* [Brief]: Scan the entries for lines with the word "DiagnosisRecord" and copy those lines.

* [Data shown]:
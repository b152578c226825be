use serde::Serialize;
use thiserror::Error;

use crate::catalog::store::DiseaseCatalog;
use crate::core::selection::SelectionSet;
use crate::core::types::{PatientId, Symptom};
use crate::matching::engine::{MatchResult, MatchingEngine};
use crate::persist::{DiagnosisRecord, PersistenceError, PersistenceSink};
use crate::utils::validation::ValidationError;

/// Errors surfaced by a diagnosis session
#[derive(Error, Debug)]
pub enum SessionError {
    #[error(transparent)]
    Validation(#[from] ValidationError),

    #[error("Failed to save diagnosis: {0}")]
    Persistence(#[from] PersistenceError),
}

/// Where a session is in its lifecycle
#[derive(Debug, Clone, Copy, PartialEq, Eq, Serialize)]
#[serde(rename_all = "snake_case")]
pub enum SessionState {
    /// No symptom selected, no result
    Idle,
    /// At least one symptom selected, no result for the current selection
    SymptomsSelected,
    /// A result has been computed from the current selection
    Analyzed,
    /// The result was persisted; no further transitions
    Saved,
}

impl std::fmt::Display for SessionState {
    fn fmt(&self, f: &mut std::fmt::Formatter<'_>) -> std::fmt::Result {
        match self {
            Self::Idle => write!(f, "idle"),
            Self::SymptomsSelected => write!(f, "symptoms selected"),
            Self::Analyzed => write!(f, "analyzed"),
            Self::Saved => write!(f, "saved"),
        }
    }
}

/// One diagnostic interaction for one patient.
///
/// Owned by a single caller; every transition takes `&mut self`. Closing the session
/// consumes it.
#[derive(Debug)]
pub struct DiagnosisSession<'a> {
    patient_id: PatientId,
    engine: MatchingEngine<'a>,
    state: SessionState,
    selection: SelectionSet,
    result: Option<MatchResult>,
    save_in_flight: bool,
}

impl<'a> DiagnosisSession<'a> {
    /// Start a session matching against `catalog` with the default configuration
    #[must_use]
    pub fn new(patient_id: PatientId, catalog: &'a DiseaseCatalog) -> Self {
        Self::with_engine(patient_id, MatchingEngine::new(catalog))
    }

    #[must_use]
    pub fn with_engine(patient_id: PatientId, engine: MatchingEngine<'a>) -> Self {
        tracing::debug!(patient = %patient_id, "Opened diagnosis session");
        Self {
            patient_id,
            engine,
            state: SessionState::Idle,
            selection: SelectionSet::new(),
            result: None,
            save_in_flight: false,
        }
    }

    #[must_use]
    pub fn patient_id(&self) -> PatientId {
        self.patient_id
    }

    #[must_use]
    pub fn state(&self) -> SessionState {
        self.state
    }

    #[must_use]
    pub fn selection(&self) -> &SelectionSet {
        &self.selection
    }

    /// Result for the current selection, if analyzed
    #[must_use]
    pub fn result(&self) -> Option<&MatchResult> {
        self.result.as_ref()
    }

    /// Whether a save is outstanding
    #[must_use]
    pub fn is_saving(&self) -> bool {
        self.save_in_flight
    }

    /// Select the symptom if unselected, unselect it otherwise.
    ///
    /// Any result computed earlier is discarded: it no longer describes the selection.
    /// Returns `true` when the symptom is selected afterwards.
    ///
    /// # Errors
    ///
    /// Returns `UnknownSymptom` for symptoms outside the catalog vocabulary,
    /// `SaveInProgress` while a save is outstanding, and `AlreadySaved` once saved.
    pub fn toggle_symptom(&mut self, symptom: impl Into<Symptom>) -> Result<bool, ValidationError> {
        self.ensure_editable()?;

        let symptom = symptom.into();
        if !self.engine.catalog().contains_symptom(&symptom) {
            return Err(ValidationError::UnknownSymptom(symptom.0));
        }

        let selected = self.selection.toggle(symptom);
        self.selection_changed();
        Ok(selected)
    }

    /// Unselect every symptom and return to `Idle`
    ///
    /// # Errors
    ///
    /// Returns `SaveInProgress` while a save is outstanding and `AlreadySaved` once saved.
    pub fn clear_selection(&mut self) -> Result<(), ValidationError> {
        self.ensure_editable()?;
        self.selection.clear();
        self.selection_changed();
        Ok(())
    }

    /// Run the matching engine on the current selection
    ///
    /// # Errors
    ///
    /// Returns `EmptySelection` in `Idle`, `SaveInProgress` while a save is outstanding,
    /// and `AlreadySaved` once saved.
    pub fn analyze(&mut self) -> Result<&MatchResult, ValidationError> {
        self.ensure_editable()?;

        match self.state {
            SessionState::Idle => Err(ValidationError::EmptySelection),
            SessionState::SymptomsSelected | SessionState::Analyzed => {
                let result = self.engine.analyze(&self.selection)?;
                self.state = SessionState::Analyzed;
                Ok(&*self.result.insert(result))
            }
            SessionState::Saved => Err(ValidationError::AlreadySaved),
        }
    }

    /// Mark a save as outstanding and build the record to persist.
    ///
    /// Use with [`Self::complete_save`] when driving the sink yourself; [`Self::save`]
    /// does both.
    ///
    /// # Errors
    ///
    /// Returns `AlreadySaved` once saved, `SaveInProgress` if a save is outstanding,
    /// and `NotAnalyzed` if there is no result.
    pub fn begin_save(&mut self) -> Result<DiagnosisRecord, ValidationError> {
        if self.state == SessionState::Saved {
            return Err(ValidationError::AlreadySaved);
        }
        if self.save_in_flight {
            return Err(ValidationError::SaveInProgress);
        }
        let Some(result) = &self.result else {
            return Err(ValidationError::NotAnalyzed);
        };

        let record = DiagnosisRecord {
            patient_id: self.patient_id,
            symptoms: self.selection.as_slice().to_vec(),
            disease: result.disease.name.clone(),
            treatment: result.disease.treatment.clone(),
            recorded_at: chrono::Utc::now(),
        };

        self.save_in_flight = true;
        Ok(record)
    }

    /// Finish an outstanding save with the sink's outcome.
    ///
    /// Success moves the session to `Saved`. Failure leaves it `Analyzed` with its
    /// result untouched so the caller can retry.
    ///
    /// # Errors
    ///
    /// Returns `NoSaveInProgress` if [`Self::begin_save`] was not called, or the sink's
    /// error as `SessionError::Persistence`.
    pub fn complete_save(
        &mut self,
        outcome: Result<(), PersistenceError>,
    ) -> Result<(), SessionError> {
        if !self.save_in_flight {
            return Err(ValidationError::NoSaveInProgress.into());
        }
        self.save_in_flight = false;

        match outcome {
            Ok(()) => {
                self.state = SessionState::Saved;
                tracing::debug!(patient = %self.patient_id, "Diagnosis saved");
                Ok(())
            }
            Err(e) => {
                tracing::warn!(patient = %self.patient_id, error = %e, "Saving diagnosis failed");
                Err(e.into())
            }
        }
    }

    /// Persist the current result through `sink`.
    ///
    /// If the returned future is dropped before completion, the session stays
    /// `Analyzed` and may save again.
    ///
    /// # Errors
    ///
    /// Returns the validation errors of [`Self::begin_save`] without contacting the
    /// sink, or the sink's error as `SessionError::Persistence`.
    pub async fn save<S: PersistenceSink>(&mut self, sink: &S) -> Result<(), SessionError> {
        let record = self.begin_save()?;
        let guard = InFlightGuard { session: self };
        let outcome = sink.persist(&record).await;
        guard.session.complete_save(outcome)
    }

    /// End the session, returning the state it was closed in
    #[must_use]
    pub fn close(self) -> SessionState {
        tracing::debug!(patient = %self.patient_id, state = %self.state, "Closed diagnosis session");
        self.state
    }

    fn ensure_editable(&self) -> Result<(), ValidationError> {
        if self.state == SessionState::Saved {
            return Err(ValidationError::AlreadySaved);
        }
        if self.save_in_flight {
            return Err(ValidationError::SaveInProgress);
        }
        Ok(())
    }

    fn selection_changed(&mut self) {
        if self.result.take().is_some() {
            tracing::debug!(patient = %self.patient_id, "Selection changed, discarded result");
        }
        self.state = if self.selection.is_empty() {
            SessionState::Idle
        } else {
            SessionState::SymptomsSelected
        };
    }
}

/// Releases the in-flight flag if a save future is dropped mid-flight
struct InFlightGuard<'s, 'a> {
    session: &'s mut DiagnosisSession<'a>,
}

impl Drop for InFlightGuard<'_, '_> {
    fn drop(&mut self) {
        self.session.save_in_flight = false;
    }
}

* [Task output]:
use crate::persist::{DiagnosisRecord, PersistenceError, PersistenceSink};
    pub fn begin_save(&mut self) -> Result<DiagnosisRecord, ValidationError> {
        let record = DiagnosisRecord {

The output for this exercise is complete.